As a reminder, our 10-K and related press release was issued last night. In addition to listening to this call, I encourage you to review our filings.

Fourth quarter net sales were $40 million compared with $46.8 million in the prior year period. Revenue fell year-over-year primarily due to $7.2 million in lost sales tied to the bankruptcy and liquidation of Toys "R" Us. As Mark noted, however, we were pleased to again achieve improved distribution at a number of retailers leading to nice double-digit growth across potties and positioners. While some lumpiness remains in quarter-to-quarter shipments, the impact of ongoing tariffs cannot be understated. We remain cautiously optimistic about the outlook for 2019, particularly given our growth plans and the company's focus on improving products, branding, and distribution, as Mark discussed.

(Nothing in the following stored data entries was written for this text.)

//! String-matching adapter for `patchkit`.
//!
//! Content and addresses are both plain strings: an address is a substring
//! to match, and every occurrence is affected, deterministically, in match
//! order. An address that matches nothing (or the empty address) is a no-op
//! rather than an error; `test` asserts that the address occurs at all.
//!
//! Operation semantics:
//! - `add`: insert the new content before every occurrence of the address.
//! - `remove`: delete every occurrence of the address.
//! - `replace`: replace every occurrence of the address.
//! - `move`: delete every occurrence of `from`, then rewrite every
//!   occurrence of `to` as `from`. The order of those two steps matters.
//! - `copy`: no meaningful interpretation for substring addresses; the
//!   table entry is absent.
//! - `test`: does the content contain the address. The expected content is
//!   unused by this adapter; [`test_contains`] builds a node that passes the
//!   sought string in both positions.

use patchkit::{MutatingPatchable, PatchNode, PatchType, Patchable, PatchedContent};

pub type PatchedString = PatchedContent<StringPatch>;
pub type StringPatchNode = PatchNode<StringPatch>;
pub type StringPatchBuilder = patchkit::PatchListBuilder<StringPatch>;

/// The string-matching content type.
pub struct StringPatch;

impl PatchType for StringPatch {
    type Content = String;
    type Address = String;

    fn empty_content() -> String {
        String::new()
    }

    fn patcher() -> Patchable<Self> {
        Patchable {
            added: Some(added),
            removed: Some(removed),
            replaced: Some(replaced),
            moved: Some(moved),
            test: Some(test),
            ..Patchable::default()
        }
    }

    fn mutating_patcher() -> Option<MutatingPatchable<Self>> {
        Some(MutatingPatchable {
            added: Some(add_in_place),
            removed: Some(remove_in_place),
            replaced: Some(replace_in_place),
            moved: Some(move_in_place),
            test: Some(test),
            ..MutatingPatchable::default()
        })
    }
}

/// Convenience `test` node: asserts that `expected` occurs in the content.
///
/// The string adapter tests occurrence of the address, so the sought string
/// is supplied as the address as well as the expected content.
pub fn test_contains(expected: impl Into<String>) -> StringPatchNode {
    let expected = expected.into();
    PatchNode::test(expected.clone(), expected)
}

/// Insert `prefix` before every occurrence of `needle`.
fn prefixing(s: &str, needle: &str, prefix: &str) -> String {
    s.replace(needle, &format!("{prefix}{needle}"))
}

// ── Pure handlers ──────────────────────────────────────────────────────────

fn added(current: String, content: String, address: &String) -> String {
    if address.is_empty() {
        return current;
    }
    prefixing(&current, address, &content)
}

fn removed(current: String, address: &String) -> String {
    if address.is_empty() {
        return current;
    }
    current.replace(address.as_str(), "")
}

fn replaced(current: String, replacement: String, address: &String) -> String {
    // Replaces all occurrences; expected for a content-based address.
    if address.is_empty() {
        return current;
    }
    current.replace(address.as_str(), &replacement)
}

fn moved(current: String, from: &String, to: &String) -> String {
    if from.is_empty() || to.is_empty() {
        return current;
    }
    // The order here is crucial.
    current
        .replace(from.as_str(), "")
        .replace(to.as_str(), from.as_str())
}

fn test(current: &String, _expected: &String, address: &String) -> bool {
    current.contains(address.as_str())
}

// ── In-place handlers ──────────────────────────────────────────────────────
//
// Strings cannot be rewritten in place under substring substitution, so
// these assign the rebuilt string through the mutable reference. Same end
// result for the caller.

fn add_in_place(current: &mut String, content: String, address: &String) {
    *current = added(std::mem::take(current), content, address);
}

fn remove_in_place(current: &mut String, address: &String) {
    *current = removed(std::mem::take(current), address);
}

fn replace_in_place(current: &mut String, replacement: String, address: &String) {
    *current = replaced(std::mem::take(current), replacement, address);
}

fn move_in_place(current: &mut String, from: &String, to: &String) {
    *current = moved(std::mem::take(current), from, to);
}
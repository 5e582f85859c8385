//! JSON Pointer (RFC 6901) parsing and navigation.

use serde_json::Value;

/// Unescape a single pointer component: `~1` becomes `/`, `~0` becomes `~`.
pub fn unescape_component(component: &str) -> String {
    if !component.contains('~') {
        return component.to_string();
    }
    // Order matters: ~1 must be replaced before ~0.
    component.replace("~1", "/").replace("~0", "~")
}

/// Parse a JSON Pointer into its unescaped path components.
///
/// The empty pointer addresses the whole document. A non-empty pointer that
/// does not start with `/` is malformed and yields `None`.
pub fn parse_pointer(pointer: &str) -> Option<Vec<String>> {
    if pointer.is_empty() {
        return Some(Vec::new());
    }
    let rest = pointer.strip_prefix('/')?;
    Some(rest.split('/').map(unescape_component).collect())
}

/// Immutable navigation to the value at `path`.
pub fn get<'a>(doc: &'a Value, path: &[String]) -> Option<&'a Value> {
    let mut current = doc;
    for step in path {
        current = match current {
            Value::Object(map) => map.get(step)?,
            Value::Array(arr) => arr.get(parse_index(step)?)?,
            _ => return None,
        };
    }
    Some(current)
}

/// Mutable navigation to the value at `path`.
pub fn get_mut<'a>(doc: &'a mut Value, path: &[String]) -> Option<&'a mut Value> {
    let mut current = doc;
    for step in path {
        current = match current {
            Value::Object(map) => map.get_mut(step)?,
            Value::Array(arr) => {
                let idx = parse_index(step)?;
                arr.get_mut(idx)?
            }
            _ => return None,
        };
    }
    Some(current)
}

/// Array index parse per RFC 6901: digits only, no leading zeros (except
/// `0` itself), and `-` is not a readable index.
pub fn parse_index(step: &str) -> Option<usize> {
    if step.len() > 1 && step.starts_with('0') {
        return None;
    }
    if step.is_empty() || !step.bytes().all(|b| b.is_ascii_digit()) {
        return None;
    }
    step.parse().ok()
}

Gross profit was $12.5 million for the quarter of fiscal year 2018, versus $14 million in the prior year period. And our gross margin as a percent of sales was 31.3% and 29.8%, respectively. The company was able to achieve higher gross margin year-over-year on lower sales, even as the fiscal 2018 fourth quarter was slightly impacted by tariff related expenses not transferrable to customers during the period. The fiscal 2017 fourth quarter, by contrast, included a $0.2 million in losses on the sale of inventory below cost related to Toys "R" Us bankruptcy, and the prior year quarter was also impacted by price reductions of certain monitor products at the end of their lifecycle.

Due to our strategic pricing initiatives, further cost reductions, and new product introductions in 2019, we anticipate gross margins remain solid going forward, notwithstanding any impact on ongoing tariffs on goods from China. It remains a possibility that such tariffs may increase if a trade deal is not consummated. In that scenario, margins and revenue could be impacted if we cannot adequately pass along higher prices to consumers. As mentioned last quarter, we have taken measures to minimize this consequence by modifying our product mix when possible to favor U.S. factories and other non-tariff impacted locations, as well as renegotiating costs with our Chinese supply base.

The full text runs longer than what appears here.